WeWork Secures $450M in Financing to Exit Bankruptcy, Sans Adam Neumann

Deal would give Yardi Systems a 60 percent ownership stake in the coworking giant


WeWork (WE) got a new bit of financing to get out of bankruptcy, all without the help of its co-founder Adam Neumann.

The coworking giant announced Monday that it secured about $450 million in new funding that it said will help it exit Chapter 11 by the end of next month. The money comes with a restructuring deal that WeWork said would allow it to drop its $4 billion of debt obligations.

SEE ALSO: Downtown L.A.’s Oceanwide Plaza Project Stalls Again as Stalking Horse Bidder Falls Through

“Over the past six months, we have worked extremely hard to develop a plan for a reorganized WeWork that is better capitalized, more operationally efficient, and positioned for continued investment in our products and services and a return to long-term growth,” WeWork CEO David Tolley said in a statement.

As part of the proposal, which still needs to be approved by WeWork’s creditors, real estate tech company Yardi Systems, under an LLC called Cuper Grimmond, will pony up $337 million to WeWork, Bloomberg reported. Another group of bondholders will provide $112 million in financing. 

Cuper Grimmond will then get a 60 percent equity stake in WeWork while an ad hoc group of lenders and several secured lenders, which includes WeWork lender SoftBank Group, will each get a 20 percent ownership a piece, a spokesperson for WeWork said.

However, the new deal leaves out Neumann, who has been fighting in court to regain control of the company he helped start after he made an offer to acquire WeWork for between $600 million to $900 million.

But Neumann, who made the offer through his new venture Flow, isn’t going down without a fight and has previously asked the court to block the financing plan.

“After misleading the court for weeks, WeWork finally admitted it is trying to sell the company to a group led by Yardi for far less than we are continuing to propose, so we anticipate there will be robust objections to confirming this plan,” Susheel Kirpalani, a lawyer for Flow, said in a statement.

In court filings, Neumann — who drove the aggressive expansion model that put WeWork on the hook for pricey leases across the world — has called the new plan “unsustainable” and said it would make WeWork “cash-flow negative by 2025 and would fully deplete [its] cash by 2027,” Bisnow reported.

A New Jersey bankruptcy court approved WeWork’s new financing and restructuring plan on Monday. Its creditors will vote on it May 30. 

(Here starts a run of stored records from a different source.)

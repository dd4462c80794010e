pub mod gemini_dto;
pub mod settings_dto;
use clap::Subcommand;
use std::io::Write;

use crate::error::Result;
use crate::models::settings::Theme;
use crate::AppState;

#[derive(Subcommand, Debug, Clone)]
pub enum ThemeAction {
    /// Switch between dark and light.
    Toggle,
    /// Set the theme explicitly.
    Set { theme: Theme },
}

pub async fn run<W: Write>(state: &AppState, action: Option<ThemeAction>, out: &mut W) -> Result<()> {
    let prefs = &state.preferences_service;
    let theme = match action {
        None => prefs.theme().await?,
        Some(ThemeAction::Toggle) => prefs.toggle_theme().await?,
        Some(ThemeAction::Set { theme }) => {
            prefs.set_theme(theme).await?;
            theme
        }
    };
    writeln!(out, "Theme: {}", theme)?;
    Ok(())
}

WeWork filed for bankruptcy in November, after years of teetering on the edge, and has since been moving to get out or restructure those long-term leases signed under Neumann’s tutelage. It previously said it locked down about $8 billion in savings during the Chapter 11 proceedings and would re-emerge from bankruptcy with more than 20 million square feet of locations. That savings presumably includes the closure of its more than 300,000-square-foot headquarters at Tower 49 in Midtown, which Bisnow first reported.